Negotiations resumed less than 30 days later when Skydance amended its previous offer.
“From our perspective, this deal is likely slightly worse for Class B holders than the previous deal, but likely still values PARA at ~$13,” wrote KeyBanc analyst Brandon Nispel. “Given what other reports suggest Barry Diller’s IAC is also interested in the NAI and given the schizophrenic nature of previous discussions, we think it is best for investors to simply wait to learn more about the future strategy.”
‘Linear is challenged’
Paramount owns a number of media assets, including CBS, BET, Showtime and MTV, along with its namesake studio business and streaming platform. Skydance has previously collaborated with Paramount on the production of popular film franchises, including “Mission: Impossible,” “Top Gun: Maverick” and “Transformers.”
“As a longtime production partner of Paramount, Skydance knows Paramount well and has a clear strategic vision and the resources to take it to the next stage of growth,” Redstone said in a press release.
Skydance, which will be valued at $4.75 billion after the all-stock deal closes, said it will inject $6 billion of cash into Paramount, with $1.5 billion going directly to its debt-laden balance sheet.
The story continues
Skydance CEO David Ellison will become chairman and CEO of the combined company, while former NBCUniversal executive Jeff Shell, who was expelled last year for an “inappropriate relationship” with an employee, will serve as president.
In a conference call Monday morning, the new leadership team laid out its strategic vision for Paramount, which will include $2 billion in cost cuts that will be delivered “very quickly.”

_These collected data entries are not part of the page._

//! Library schema and mock backend shared by the unit tests.

use crate::backend::{DatabaseBackend, QueryResult, QueryRow};
use crate::dictionary::NameDictionary;
use crate::error::{QueryError, Result};
use crate::schema::{Entity, Field, FieldType, SchemaRegistry};
use async_trait::async_trait;
use serde_json::Value;
use std::collections::VecDeque;

pub(crate) fn library_entities() -> Vec<Entity> {
    vec![
        Entity::new("Book")
            .field(Field::new("id", FieldType::String).primary())
            .field(Field::new("title", FieldType::String))
            .field(Field::new("pages", FieldType::Integer).default_value(69))
            .many_to_one("writer", "Writer", "id")
            .many_to_one("sequel", "Book", "id")
            .one_to_many("characters", "Character", "book"),
        Entity::new("Writer")
            .field(Field::new("id", FieldType::String).primary())
            .field(Field::new("firstName", FieldType::String))
            .field(Field::new("lastName", FieldType::String))
            .one_to_many("books", "Book", "writer"),
        Entity::new("Character")
            .field(Field::new("id", FieldType::String).primary())
            .field(Field::new("nickName", FieldType::String))
            .many_to_one("book", "Book", "id"),
    ]
}

pub(crate) fn library() -> (SchemaRegistry, NameDictionary) {
    let schema = SchemaRegistry::new(library_entities()).unwrap();
    let dictionary = NameDictionary::new(&schema).unwrap();
    (schema, dictionary)
}

/// In-memory backend recording every statement it is handed.
///
/// Queued results are returned by `query` in order; `execute` reports the
/// queued result's row count, or 1 when the queue is empty. Any statement
/// containing `fail_on` fails with a database error; a `fail_on` of
/// `COMMIT` fails the commit instead.
#[derive(Debug, Default)]
pub(crate) struct MockBackend {
    pub executed: Vec<(String, Vec<Value>)>,
    pub batches: Vec<String>,
    pub events: Vec<&'static str>,
    pub results: VecDeque<QueryResult>,
    pub fail_on: Option<String>,
    pub in_transaction: bool,
}

impl MockBackend {
    pub fn new() -> Self {
        Self::default()
    }

    pub fn with_results(results: Vec<QueryResult>) -> Self {
        Self {
            results: results.into(),
            ..Self::default()
        }
    }

    pub fn failing_on(mut self, fragment: impl Into<String>) -> Self {
        self.fail_on = Some(fragment.into());
        self
    }

    fn record(&mut self, sql: &str, params: &[Value]) -> Result<()> {
        self.executed.push((sql.to_string(), params.to_vec()));
        match &self.fail_on {
            Some(fragment) if sql.contains(fragment.as_str()) => {
                Err(QueryError::Database(format!("statement failed: {}", sql)))
            }
            _ => Ok(()),
        }
    }
}

#[async_trait]
impl DatabaseBackend for MockBackend {
    async fn connect(_url: &str) -> Result<Self> {
        Ok(Self::new())
    }

    async fn execute(&mut self, sql: &str, params: &[Value]) -> Result<u64> {
        self.record(sql, params)?;
        Ok(self.results.pop_front().map_or(1, |r| r.row_count))
    }

    async fn query(&mut self, sql: &str, params: &[Value]) -> Result<QueryResult> {
        self.record(sql, params)?;
        Ok(self.results.pop_front().unwrap_or_default())
    }

    async fn execute_batch(&mut self, sql: &str) -> Result<()> {
        self.batches.push(sql.to_string());
        Ok(())
    }

    async fn begin_transaction(&mut self) -> Result<()> {
        self.in_transaction = true;
        self.events.push("begin");
        Ok(())
    }

    async fn commit(&mut self) -> Result<()> {
        self.in_transaction = false;
        if self.fail_on.as_deref() == Some("COMMIT") {
            return Err(QueryError::Transaction("commit failed".to_string()));
        }
        self.events.push("commit");
        Ok(())
    }

    async fn rollback(&mut self) -> Result<()> {
        self.in_transaction = false;
        self.events.push("rollback");
        Ok(())
    }

    fn abandon_transaction(&mut self) {
        self.in_transaction = false;
        self.events.push("abandon");
    }

    fn is_connected(&self) -> bool {
        true
    }

    async fn close(self) -> Result<()> {
        Ok(())
    }
}

/// Result holding a single row.
pub(crate) fn single_row(columns: Vec<(&str, Value)>) -> QueryResult {
    QueryResult::new(vec![columns.into_iter().collect::<QueryRow>()])
}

“We love the creative engine of this company. But obviously a big part of the company is in the linear world and we know that linear is challenged and in decline,” Shell said.
“I think a lot of us in the business know that we need to manage these businesses differently as they decline,” he continued, adding that the goal is to focus on generating future cash flow.
Shari Redstone attends the premiere of “Ghost in the Shell” at the AMC Loews Lincoln Square in New York City on March 29, 2017. (Evan Agostini/Invision/AP, File) (Evan Agostini/Invision/AP)
The two sides also agreed to a 45-day “test period” allowing other potential bidders to submit offers.
The deal, expected to close in the first half of 2025, is still subject to regulatory approval. Skydance is widely expected to look to offload non-core assets, such as BET, after the merger is completed.
“One area that remains unclear is how much of the new company Skydance would retain,” Third Bridge analyst Jamie Lumley wrote in a note to clients. “We have heard from our experts for some time that the best strategy for Paramount is to spin off non-core assets.”
The confusion of negotiations has been a hindrance to the company as a whole.
Amid the drama, Paramount announced the departure from CEO Bob Bakish in late April, after he was allegedly at odds with Redstone on the Skydance deal. He was replaced by an “Office of the CEO” consortium made up of three division heads of the company.